- Opening Delimiter -

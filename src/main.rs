//! Interaction Analysis Agent for Zentinel
//!
//! Replays captured interaction event streams through the behavioral
//! engine and prints the resulting report.

use anyhow::{Context, Result};
use clap::Parser;
use std::io::BufRead;
use std::path::PathBuf;
use tracing::{info, Level};
use tracing_subscriber::{fmt, prelude::*, EnvFilter};
use zentinel_agent_interaction_analysis::{
    InteractionAnalysisAgent, InteractionAnalysisConfig, InteractionEvent,
};

#[derive(Parser, Debug)]
#[command(name = "zentinel-agent-interaction-analysis")]
#[command(author, version, about = "Behavioral interaction analysis agent for Zentinel")]
struct Args {
    /// Captured event stream, one JSON event per line ("-" for stdin)
    #[arg(short, long, default_value = "-")]
    input: PathBuf,

    /// Path to configuration file (JSON or YAML)
    #[arg(short, long)]
    config: Option<PathBuf>,

    /// Enable JSON logging format
    #[arg(long)]
    json_logs: bool,

    /// Log level (trace, debug, info, warn, error)
    #[arg(long, default_value = "info")]
    log_level: String,
}

fn init_logging(json: bool, level: &str) {
    let level = match level.to_lowercase().as_str() {
        "trace" => Level::TRACE,
        "debug" => Level::DEBUG,
        "info" => Level::INFO,
        "warn" => Level::WARN,
        "error" => Level::ERROR,
        _ => Level::INFO,
    };

    let env_filter = EnvFilter::from_default_env().add_directive(level.into());

    if json {
        tracing_subscriber::registry()
            .with(env_filter)
            .with(fmt::layer().json())
            .init();
    } else {
        tracing_subscriber::registry()
            .with(env_filter)
            .with(fmt::layer())
            .init();
    }
}

/// Parse events from JSONL, skipping unparseable lines with a warning.
fn read_events(reader: impl BufRead) -> Result<Vec<InteractionEvent>> {
    let mut events = Vec::new();
    for (lineno, line) in reader.lines().enumerate() {
        let line = line.context("failed to read input")?;
        let line = line.trim();
        if line.is_empty() {
            continue;
        }
        match serde_json::from_str::<InteractionEvent>(line) {
            Ok(event) => events.push(event),
            Err(e) => {
                tracing::warn!(line = lineno + 1, error = %e, "skipping malformed event");
            }
        }
    }
    Ok(events)
}

#[tokio::main]
async fn main() -> Result<()> {
    let args = Args::parse();

    // Initialize logging
    init_logging(args.json_logs, &args.log_level);

    // Load configuration
    let config = if let Some(config_path) = &args.config {
        let content = std::fs::read_to_string(config_path)
            .with_context(|| format!("failed to read {}", config_path.display()))?;
        if config_path.extension().is_some_and(|e| e == "yaml" || e == "yml") {
            serde_yaml::from_str(&content)?
        } else {
            serde_json::from_str(&content)?
        }
    } else {
        InteractionAnalysisConfig::default()
    };

    // Read the captured event stream
    let events = if args.input.as_os_str() == "-" {
        read_events(std::io::stdin().lock())?
    } else {
        let file = std::fs::File::open(&args.input)
            .with_context(|| format!("failed to open {}", args.input.display()))?;
        read_events(std::io::BufReader::new(file))?
    };

    info!(events = events.len(), "replaying captured session");

    let agent = InteractionAnalysisAgent::new(config);
    let report = agent.replay(events);

    info!(
        detected = report.summary.detected_count,
        risk = report.summary.risk_level.as_str(),
        "analysis complete"
    );

    println!("{}", serde_json::to_string_pretty(&report)?);

    Ok(())
}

- Closing Delimiter -

=== Work required ===
In the material above, find each line that has the string "failed" and return it.

=== Exercise result ===
        let line = line.context("failed to read input")?;
            .with_context(|| format!("failed to read {}", config_path.display()))?;
            .with_context(|| format!("failed to open {}", args.input.display()))?;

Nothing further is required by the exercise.